-------- Listed entries

//! Song repository trait and SQLite implementation

use crate::db::health_check;
use crate::error::{LibraryError, Result};
use crate::models::{LyricsPage, NewSong, Song, SongFilter, SongId, SongUpdate, SongsPage};
use crate::query::{SongQuery, SqlParam};
use crate::repositories::PageRequest;
use async_trait::async_trait;
use chrono::{DateTime, NaiveDate, NaiveTime, Utc};
use sqlx::sqlite::SqliteRow;
use sqlx::{Row, SqlitePool};
use tracing::{debug, info, warn};

/// Song repository interface
///
/// Every operation is scoped to live (not soft-deleted) songs.
#[async_trait]
pub trait SongRepository: Send + Sync {
    /// Insert a new song under a freshly generated id
    ///
    /// # Errors
    /// - `AlreadyExists` if a live song has the same (group, title)
    /// - `DeletedConflict` if the key is held by a soft-deleted song
    /// - `Database` for any other failure
    async fn create(&self, song: &NewSong) -> Result<Song>;

    /// Overwrite the mutable fields of a live song
    ///
    /// # Errors
    /// Returns `NotFound` if the id is unknown or the song is deleted
    async fn update(&self, id: &SongId, update: &SongUpdate) -> Result<()>;

    /// Mark a live song as deleted
    ///
    /// # Errors
    /// Returns `NotFound` if the id is unknown or already deleted
    async fn soft_delete(&self, id: &SongId) -> Result<()>;

    /// One page of verses of a live song
    ///
    /// # Errors
    /// Returns `NotFound` if the id is unknown or the song is deleted
    async fn get_lyrics(&self, id: &SongId, page: PageRequest) -> Result<LyricsPage>;

    /// Live songs matching `filter`, in insertion order
    ///
    /// An empty page is not an error.
    async fn list(&self, filter: &SongFilter, page: PageRequest) -> Result<SongsPage>;

    /// The live song holding (group, title), if any
    async fn find_active_by_key(&self, group: &str, title: &str) -> Result<Option<Song>>;

    /// Liveness of the underlying store
    async fn ping(&self) -> Result<()>;
}

/// SQLite implementation of SongRepository
pub struct SqliteSongRepository {
    pool: SqlitePool,
}

impl SqliteSongRepository {
    /// Create a new SQLite song repository
    pub fn new(pool: SqlitePool) -> Self {
        Self { pool }
    }

    pub fn pool(&self) -> &SqlitePool {
        &self.pool
    }
}

fn to_timestamp(date: NaiveDate) -> DateTime<Utc> {
    date.and_time(NaiveTime::MIN).and_utc()
}

fn is_unique_violation(error: &sqlx::Error) -> bool {
    matches!(error, sqlx::Error::Database(db) if db.is_unique_violation())
}

pub(crate) fn row_to_song(row: &SqliteRow) -> Result<Song> {
    let id: String = row.try_get("id")?;
    let release_date: DateTime<Utc> = row.try_get("release_date")?;

    Ok(Song {
        id: SongId::from(id),
        group: row.try_get("group")?,
        title: row.try_get("song")?,
        release_date: release_date.date_naive(),
        text: row.try_get("text")?,
        link: row.try_get("link")?,
    })
}

#[async_trait]
impl SongRepository for SqliteSongRepository {
    async fn create(&self, song: &NewSong) -> Result<Song> {
        song.validate().map_err(|msg| LibraryError::InvalidInput {
            field: "song".to_string(),
            message: msg,
        })?;

        let id = SongId::new();

        // Dropping an uncommitted transaction rolls it back, so an interrupted
        // insert leaves no row behind.
        let mut tx = self.pool.begin().await?;

        let inserted = sqlx::query(
            r#"
            INSERT INTO songs (id, "group", song, release_date, text, link)
            VALUES (?, ?, ?, ?, ?, ?)
            "#,
        )
        .bind(id.as_str())
        .bind(&song.group)
        .bind(&song.title)
        .bind(to_timestamp(song.release_date))
        .bind(&song.text)
        .bind(&song.link)
        .execute(&mut *tx)
        .await;

        match inserted {
            Ok(_) => {
                tx.commit().await?;
                info!(song_id = %id, group = %song.group, title = %song.title, "Song created");
                Ok(song.clone().into_song(id))
            }
            Err(e) if is_unique_violation(&e) => {
                tx.rollback().await?;
                // A concurrent delete between the insert and this lookup reports
                // DeletedConflict for what was a live duplicate.
                let live = self.find_active_by_key(&song.group, &song.title).await?;
                let (group, title) = (song.group.clone(), song.title.clone());
                if live.is_some() {
                    debug!(group = %group, title = %title, "Live duplicate rejected");
                    Err(LibraryError::AlreadyExists { group, title })
                } else {
                    debug!(group = %group, title = %title, "Key held by a deleted song");
                    Err(LibraryError::DeletedConflict { group, title })
                }
            }
            Err(e) => {
                warn!(error = %e, "Song insert failed");
                Err(LibraryError::Database(e))
            }
        }
    }

    async fn update(&self, id: &SongId, update: &SongUpdate) -> Result<()> {
        let mut tx = self.pool.begin().await?;
        let result = sqlx::query(
            r#"
            UPDATE songs SET release_date = ?, text = ?, link = ?
            WHERE id = ? AND deleted = 0
            "#,
        )
        .bind(to_timestamp(update.release_date))
        .bind(&update.text)
        .bind(&update.link)
        .bind(id.as_str())
        .execute(&mut *tx)
        .await?;

        if result.rows_affected() == 0 {
            return Err(LibraryError::song_not_found(id));
        }

        tx.commit().await?;
        debug!(song_id = %id, "Song updated");
        Ok(())
    }

    async fn soft_delete(&self, id: &SongId) -> Result<()> {
        let mut tx = self.pool.begin().await?;
        let result = sqlx::query("UPDATE songs SET deleted = 1 WHERE id = ? AND deleted = 0")
            .bind(id.as_str())
            .execute(&mut *tx)
            .await?;

        if result.rows_affected() == 0 {
            return Err(LibraryError::song_not_found(id));
        }

        tx.commit().await?;
        info!(song_id = %id, "Song soft-deleted");
        Ok(())
    }

    async fn get_lyrics(&self, id: &SongId, page: PageRequest) -> Result<LyricsPage> {
        let row = sqlx::query(r#"SELECT "group", song, text FROM songs WHERE id = ? AND deleted = 0"#)
            .bind(id.as_str())
            .fetch_optional(&self.pool)
            .await?
            .ok_or_else(|| LibraryError::song_not_found(id))?;

        let group: String = row.try_get("group")?;
        let title: String = row.try_get("song")?;
        let text: String = row.try_get("text")?;

        Ok(LyricsPage::from_text(id.clone(), group, title, &text, page))
    }

    async fn list(&self, filter: &SongFilter, page: PageRequest) -> Result<SongsPage> {
        let compiled = SongQuery::from_filter(filter, page).compile();
        debug!(sql = %compiled.sql, params = compiled.params.len(), "Listing songs");

        let mut query = sqlx::query(&compiled.sql);
        for param in &compiled.params {
            query = match param {
                SqlParam::Text(value) => query.bind(value.clone()),
                SqlParam::Timestamp(value) => query.bind(*value),
                SqlParam::Integer(value) => query.bind(*value),
            };
        }

        let rows = query.fetch_all(&self.pool).await?;
        let songs = rows.iter().map(row_to_song).collect::<Result<Vec<_>>>()?;

        Ok(SongsPage {
            songs,
            page: page.page,
            size: page.size,
        })
    }

    async fn find_active_by_key(&self, group: &str, title: &str) -> Result<Option<Song>> {
        let row = sqlx::query(
            r#"
            SELECT id, "group", song, release_date, text, link FROM songs
            WHERE "group" = ? AND song = ? AND deleted = 0
            "#,
        )
        .bind(group)
        .bind(title)
        .fetch_optional(&self.pool)
        .await?;

        row.as_ref().map(row_to_song).transpose()
    }

    async fn ping(&self) -> Result<()> {
        health_check(&self.pool).await
    }
}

----------------

Description of the task → Copy every record above exactly as it appears.

Answer for the task →
//! Song repository trait and SQLite implementation

use crate::db::health_check;
use crate::error::{LibraryError, Result};
use crate::models::{LyricsPage, NewSong, Song, SongFilter, SongId, SongUpdate, SongsPage};
use crate::query::{SongQuery, SqlParam};
use crate::repositories::PageRequest;
use async_trait::async_trait;
use chrono::{DateTime, NaiveDate, NaiveTime, Utc};
use sqlx::sqlite::SqliteRow;
use sqlx::{Row, SqlitePool};
use tracing::{debug, info, warn};

/// Song repository interface
///
/// Every operation is scoped to live (not soft-deleted) songs.
#[async_trait]
pub trait SongRepository: Send + Sync {
    /// Insert a new song under a freshly generated id
    ///
    /// # Errors
    /// - `AlreadyExists` if a live song has the same (group, title)
    /// - `DeletedConflict` if the key is held by a soft-deleted song
    /// - `Database` for any other failure
    async fn create(&self, song: &NewSong) -> Result<Song>;

    /// Overwrite the mutable fields of a live song
    ///
    /// # Errors
    /// Returns `NotFound` if the id is unknown or the song is deleted
    async fn update(&self, id: &SongId, update: &SongUpdate) -> Result<()>;

    /// Mark a live song as deleted
    ///
    /// # Errors
    /// Returns `NotFound` if the id is unknown or already deleted
    async fn soft_delete(&self, id: &SongId) -> Result<()>;

    /// One page of verses of a live song
    ///
    /// # Errors
    /// Returns `NotFound` if the id is unknown or the song is deleted
    async fn get_lyrics(&self, id: &SongId, page: PageRequest) -> Result<LyricsPage>;

    /// Live songs matching `filter`, in insertion order
    ///
    /// An empty page is not an error.
    async fn list(&self, filter: &SongFilter, page: PageRequest) -> Result<SongsPage>;

    /// The live song holding (group, title), if any
    async fn find_active_by_key(&self, group: &str, title: &str) -> Result<Option<Song>>;

    /// Liveness of the underlying store
    async fn ping(&self) -> Result<()>;
}

/// SQLite implementation of SongRepository
pub struct SqliteSongRepository {
    pool: SqlitePool,
}

impl SqliteSongRepository {
    /// Create a new SQLite song repository
    pub fn new(pool: SqlitePool) -> Self {
        Self { pool }
    }

    pub fn pool(&self) -> &SqlitePool {
        &self.pool
    }
}

fn to_timestamp(date: NaiveDate) -> DateTime<Utc> {
    date.and_time(NaiveTime::MIN).and_utc()
}

fn is_unique_violation(error: &sqlx::Error) -> bool {
    matches!(error, sqlx::Error::Database(db) if db.is_unique_violation())
}

pub(crate) fn row_to_song(row: &SqliteRow) -> Result<Song> {
    let id: String = row.try_get("id")?;
    let release_date: DateTime<Utc> = row.try_get("release_date")?;

    Ok(Song {
        id: SongId::from(id),
        group: row.try_get("group")?,
        title: row.try_get("song")?,
        release_date: release_date.date_naive(),
        text: row.try_get("text")?,
        link: row.try_get("link")?,
    })
}

#[async_trait]
impl SongRepository for SqliteSongRepository {
    async fn create(&self, song: &NewSong) -> Result<Song> {
        song.validate().map_err(|msg| LibraryError::InvalidInput {
            field: "song".to_string(),
            message: msg,
        })?;

        let id = SongId::new();

        // Dropping an uncommitted transaction rolls it back, so an interrupted
        // insert leaves no row behind.
        let mut tx = self.pool.begin().await?;

        let inserted = sqlx::query(
            r#"
            INSERT INTO songs (id, "group", song, release_date, text, link)
            VALUES (?, ?, ?, ?, ?, ?)
            "#,
        )
        .bind(id.as_str())
        .bind(&song.group)
        .bind(&song.title)
        .bind(to_timestamp(song.release_date))
        .bind(&song.text)
        .bind(&song.link)
        .execute(&mut *tx)
        .await;

        match inserted {
            Ok(_) => {
                tx.commit().await?;
                info!(song_id = %id, group = %song.group, title = %song.title, "Song created");
                Ok(song.clone().into_song(id))
            }
            Err(e) if is_unique_violation(&e) => {
                tx.rollback().await?;
                // A concurrent delete between the insert and this lookup reports
                // DeletedConflict for what was a live duplicate.
                let live = self.find_active_by_key(&song.group, &song.title).await?;
                let (group, title) = (song.group.clone(), song.title.clone());
                if live.is_some() {
                    debug!(group = %group, title = %title, "Live duplicate rejected");
                    Err(LibraryError::AlreadyExists { group, title })
                } else {
                    debug!(group = %group, title = %title, "Key held by a deleted song");
                    Err(LibraryError::DeletedConflict { group, title })
                }
            }
            Err(e) => {
                warn!(error = %e, "Song insert failed");
                Err(LibraryError::Database(e))
            }
        }
    }

    async fn update(&self, id: &SongId, update: &SongUpdate) -> Result<()> {
        let mut tx = self.pool.begin().await?;
        let result = sqlx::query(
            r#"
            UPDATE songs SET release_date = ?, text = ?, link = ?
            WHERE id = ? AND deleted = 0
            "#,
        )
        .bind(to_timestamp(update.release_date))
        .bind(&update.text)
        .bind(&update.link)
        .bind(id.as_str())
        .execute(&mut *tx)
        .await?;

        if result.rows_affected() == 0 {
            return Err(LibraryError::song_not_found(id));
        }

        tx.commit().await?;
        debug!(song_id = %id, "Song updated");
        Ok(())
    }

    async fn soft_delete(&self, id: &SongId) -> Result<()> {
        let mut tx = self.pool.begin().await?;
        let result = sqlx::query("UPDATE songs SET deleted = 1 WHERE id = ? AND deleted = 0")
            .bind(id.as_str())
            .execute(&mut *tx)
            .await?;

        if result.rows_affected() == 0 {
            return Err(LibraryError::song_not_found(id));
        }

        tx.commit().await?;
        info!(song_id = %id, "Song soft-deleted");
        Ok(())
    }

    async fn get_lyrics(&self, id: &SongId, page: PageRequest) -> Result<LyricsPage> {
        let row = sqlx::query(r#"SELECT "group", song, text FROM songs WHERE id = ? AND deleted = 0"#)
            .bind(id.as_str())
            .fetch_optional(&self.pool)
            .await?
            .ok_or_else(|| LibraryError::song_not_found(id))?;

        let group: String = row.try_get("group")?;
        let title: String = row.try_get("song")?;
        let text: String = row.try_get("text")?;

        Ok(LyricsPage::from_text(id.clone(), group, title, &text, page))
    }

    async fn list(&self, filter: &SongFilter, page: PageRequest) -> Result<SongsPage> {
        let compiled = SongQuery::from_filter(filter, page).compile();
        debug!(sql = %compiled.sql, params = compiled.params.len(), "Listing songs");

        let mut query = sqlx::query(&compiled.sql);
        for param in &compiled.params {
            query = match param {
                SqlParam::Text(value) => query.bind(value.clone()),
                SqlParam::Timestamp(value) => query.bind(*value),
                SqlParam::Integer(value) => query.bind(*value),
            };
        }

        let rows = query.fetch_all(&self.pool).await?;
        let songs = rows.iter().map(row_to_song).collect::<Result<Vec<_>>>()?;

        Ok(SongsPage {
            songs,
            page: page.page,
            size: page.size,
        })
    }

    async fn find_active_by_key(&self, group: &str, title: &str) -> Result<Option<Song>> {
        let row = sqlx::query(
            r#"
            SELECT id, "group", song, release_date, text, link FROM songs
            WHERE "group" = ? AND song = ? AND deleted = 0
            "#,
        )
        .bind(group)
        .bind(title)
        .fetch_optional(&self.pool)
        .await?;

        row.as_ref().map(row_to_song).transpose()
    }

    async fn ping(&self) -> Result<()> {
        health_check(&self.pool).await
    }
}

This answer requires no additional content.